Morre-se mal em Portugal. Morre-se em solidão, em confusão, em silêncio, em degradação. E, grande parte das vezes, tudo isto é contrário à vontade ou à aspiração da pessoa que morre. Onde se queria afeto, têm-se máquinas; onde se queria serenidade, tem-se stress sofrido; onde se queria respeito, tem-se anonimato. E, mais que tudo, onde se queria poder escolher tem-se decisão por outrem, em nome da ciência, da técnica, da religião ou do que for.

A política do fim de vida é hoje um dos campos mais importantes da densificação da dignidade. A biopolítica – isto é, as políticas da vida muito para lá da sua aceção biomédica – foram sempre um terreno de disputa entre imposição e direitos. Aquilo a que chamamos direitos humanos é uma constelação, em expansão, de expressões de emancipação das vidas diante das lógicas de autoridade e de controlo. Essas lógicas foram sendo ditadas pelo domínio de classe mas também pelo domínio de género, pelo domínio racial e por tantas outras formas de domínio.

Não é por acaso que os pontos de aceleração do universo dos direitos humanos foram sempre aqueles em que a emancipação foi protagonizada pelas vítimas das políticas da vida dominantes e consensualizadas: os trabalhadores, os escravos, as vítimas de racismo, as mulheres, as vítimas de discriminação em função da orientação sexual, os povos colonizados. As suas lutas foram sempre escandalosas e blasfemas, feitas em nome de um acesso a uma vida plena daqueles/as que dela foram considerados/as como “compreensivelmente” arredados/as pelos códigos de dominação de cada tempo.
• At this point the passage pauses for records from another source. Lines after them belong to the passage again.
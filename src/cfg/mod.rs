use anyhow::{Context, Result};
use serde::{Deserialize, Serialize};
use std::fs;
use std::path::{Path, PathBuf};
use std::process::Command;

use crate::scan;

#[derive(Debug, Clone, Serialize, Deserialize)]
pub struct Config {
    #[serde(default)]
    pub general: GeneralConfig,

    #[serde(default)]
    pub vault: VaultConfig,

    #[serde(default)]
    pub github: PlatformConfig,

    #[serde(default)]
    pub gitlab: PlatformConfig,

    #[serde(default)]
    pub mirror: MirrorConfig,

    #[serde(default)]
    pub scan: ScanConfig,

    #[serde(default)]
    pub env: EnvConfig,
}

#[derive(Debug, Clone, Serialize, Deserialize)]
pub struct GeneralConfig {
    /// Timeout applied to every external call (vault CLI, API fetch, clone,
    /// push). A timed-out call is treated like the corresponding failure.
    #[serde(default = "default_timeout_secs")]
    pub timeout_secs: u64,
}

#[derive(Debug, Clone, Serialize, Deserialize)]
pub struct VaultConfig {
    /// Vault CLI binary name
    #[serde(default = "default_vault_cli")]
    pub cli: String,

    /// Environment variable holding the unlocked session token
    #[serde(default = "default_session_env")]
    pub session_env: String,
}

#[derive(Debug, Clone, Serialize, Deserialize)]
pub struct PlatformConfig {
    pub username: Option<String>,

    /// API base override (e.g. self-hosted instances)
    #[serde(skip_serializing_if = "Option::is_none")]
    pub api_base: Option<String>,
}

#[derive(Debug, Clone, Serialize, Deserialize)]
pub struct MirrorConfig {
    /// Worker pool size for batch mirroring; 1 means sequential
    #[serde(default = "default_jobs")]
    pub jobs: usize,

    /// Destination namespace when not given on the command line
    #[serde(skip_serializing_if = "Option::is_none")]
    pub dest_owner: Option<String>,
}

#[derive(Debug, Clone, Serialize, Deserialize)]
pub struct ScanConfig {
    #[serde(default = "default_deny_terms")]
    pub deny_terms: Vec<String>,

    #[serde(default = "default_token_threshold")]
    pub token_threshold: usize,
}

#[derive(Debug, Clone, Serialize, Deserialize)]
pub struct EnvConfig {
    /// Default output path for materialized secrets files
    #[serde(default = "default_env_output")]
    pub output: String,
}

impl Default for Config {
    fn default() -> Self {
        Config {
            general: GeneralConfig::default(),
            vault: VaultConfig::default(),
            github: PlatformConfig::default(),
            gitlab: PlatformConfig::default(),
            mirror: MirrorConfig::default(),
            scan: ScanConfig::default(),
            env: EnvConfig::default(),
        }
    }
}

impl Default for GeneralConfig {
    fn default() -> Self {
        GeneralConfig {
            timeout_secs: default_timeout_secs(),
        }
    }
}

impl Default for VaultConfig {
    fn default() -> Self {
        VaultConfig {
            cli: default_vault_cli(),
            session_env: default_session_env(),
        }
    }
}

impl Default for PlatformConfig {
    fn default() -> Self {
        PlatformConfig {
            username: None,
            api_base: None,
        }
    }
}

impl Default for MirrorConfig {
    fn default() -> Self {
        MirrorConfig {
            jobs: default_jobs(),
            dest_owner: None,
        }
    }
}

impl Default for ScanConfig {
    fn default() -> Self {
        ScanConfig {
            deny_terms: default_deny_terms(),
            token_threshold: default_token_threshold(),
        }
    }
}

impl Default for EnvConfig {
    fn default() -> Self {
        EnvConfig {
            output: default_env_output(),
        }
    }
}

fn default_timeout_secs() -> u64 {
    600
}

fn default_vault_cli() -> String {
    "bw".to_string()
}

fn default_session_env() -> String {
    "BW_SESSION".to_string()
}

fn default_jobs() -> usize {
    1
}

fn default_deny_terms() -> Vec<String> {
    scan::DEFAULT_DENY_TERMS
        .iter()
        .map(|s| s.to_string())
        .collect()
}

fn default_token_threshold() -> usize {
    scan::DEFAULT_TOKEN_THRESHOLD
}

fn default_env_output() -> String {
    "~/.vaultsync/secrets.env".to_string()
}

impl Config {
    pub fn env_output_path(&self) -> PathBuf {
        PathBuf::from(shellexpand::tilde(&self.env.output).to_string())
    }
}

pub fn init(config_path: PathBuf, force: bool) -> Result<()> {
    if config_path.exists() && !force {
        anyhow::bail!(
            "Config already exists at {}. Use --force to overwrite.",
            config_path.display()
        );
    }

    if let Some(parent) = config_path.parent() {
        fs::create_dir_all(parent).context("Failed to create config directory")?;
    }

    let config = Config::default();

    let toml_string = toml::to_string_pretty(&config).context("Failed to serialize config")?;
    fs::write(&config_path, toml_string).context("Failed to write config file")?;

    Ok(())
}

pub fn load(config_path: &Path) -> Result<Config> {
    if !config_path.exists() {
        anyhow::bail!(
            "Config not found at {}. Run 'vaultsync init' first.",
            config_path.display()
        );
    }

    let contents = fs::read_to_string(config_path).context("Failed to read config file")?;
    let config: Config = toml::from_str(&contents).context("Failed to parse config file")?;

    Ok(config)
}

/// Load the config if present, otherwise fall back to defaults. Most
/// commands work out of the box without an `init`.
pub fn load_or_default(config_path: &Path) -> Result<Config> {
    if config_path.exists() {
        load(config_path)
    } else {
        Ok(Config::default())
    }
}

pub fn save(config_path: &Path, config: &Config) -> Result<()> {
    let toml_string = toml::to_string_pretty(config).context("Failed to serialize config")?;
    fs::write(config_path, toml_string).context("Failed to write config file")?;
    Ok(())
}

pub fn edit(config_path: &Path) -> Result<()> {
    let editor = std::env::var("EDITOR").unwrap_or_else(|_| "vi".to_string());

    Command::new(editor)
        .arg(config_path)
        .status()
        .context("Failed to open editor")?;

    Ok(())
}

pub fn check_exists(config_path: &Path) -> Result<()> {
    if config_path.exists() {
        Ok(())
    } else {
        anyhow::bail!("Config file not found")
    }
}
A política do fim de vida inscreve-se nesta disputa. Afirmar os direitos das pessoas em fim de vida é tão difícil e controverso como foi, no passado, afirmar direitos de todos os colocados em condição de periferização social. Há passos dados: o testamento vital e a obrigação de respeito pela recusa de ser submetido a determinadas abordagens terapêuticas, ou a proibição do encarniçamento terapêutico são expressões dessa afirmação de uma biopolítica de emancipação. Mas são apenas uma parte do caminho dessa política.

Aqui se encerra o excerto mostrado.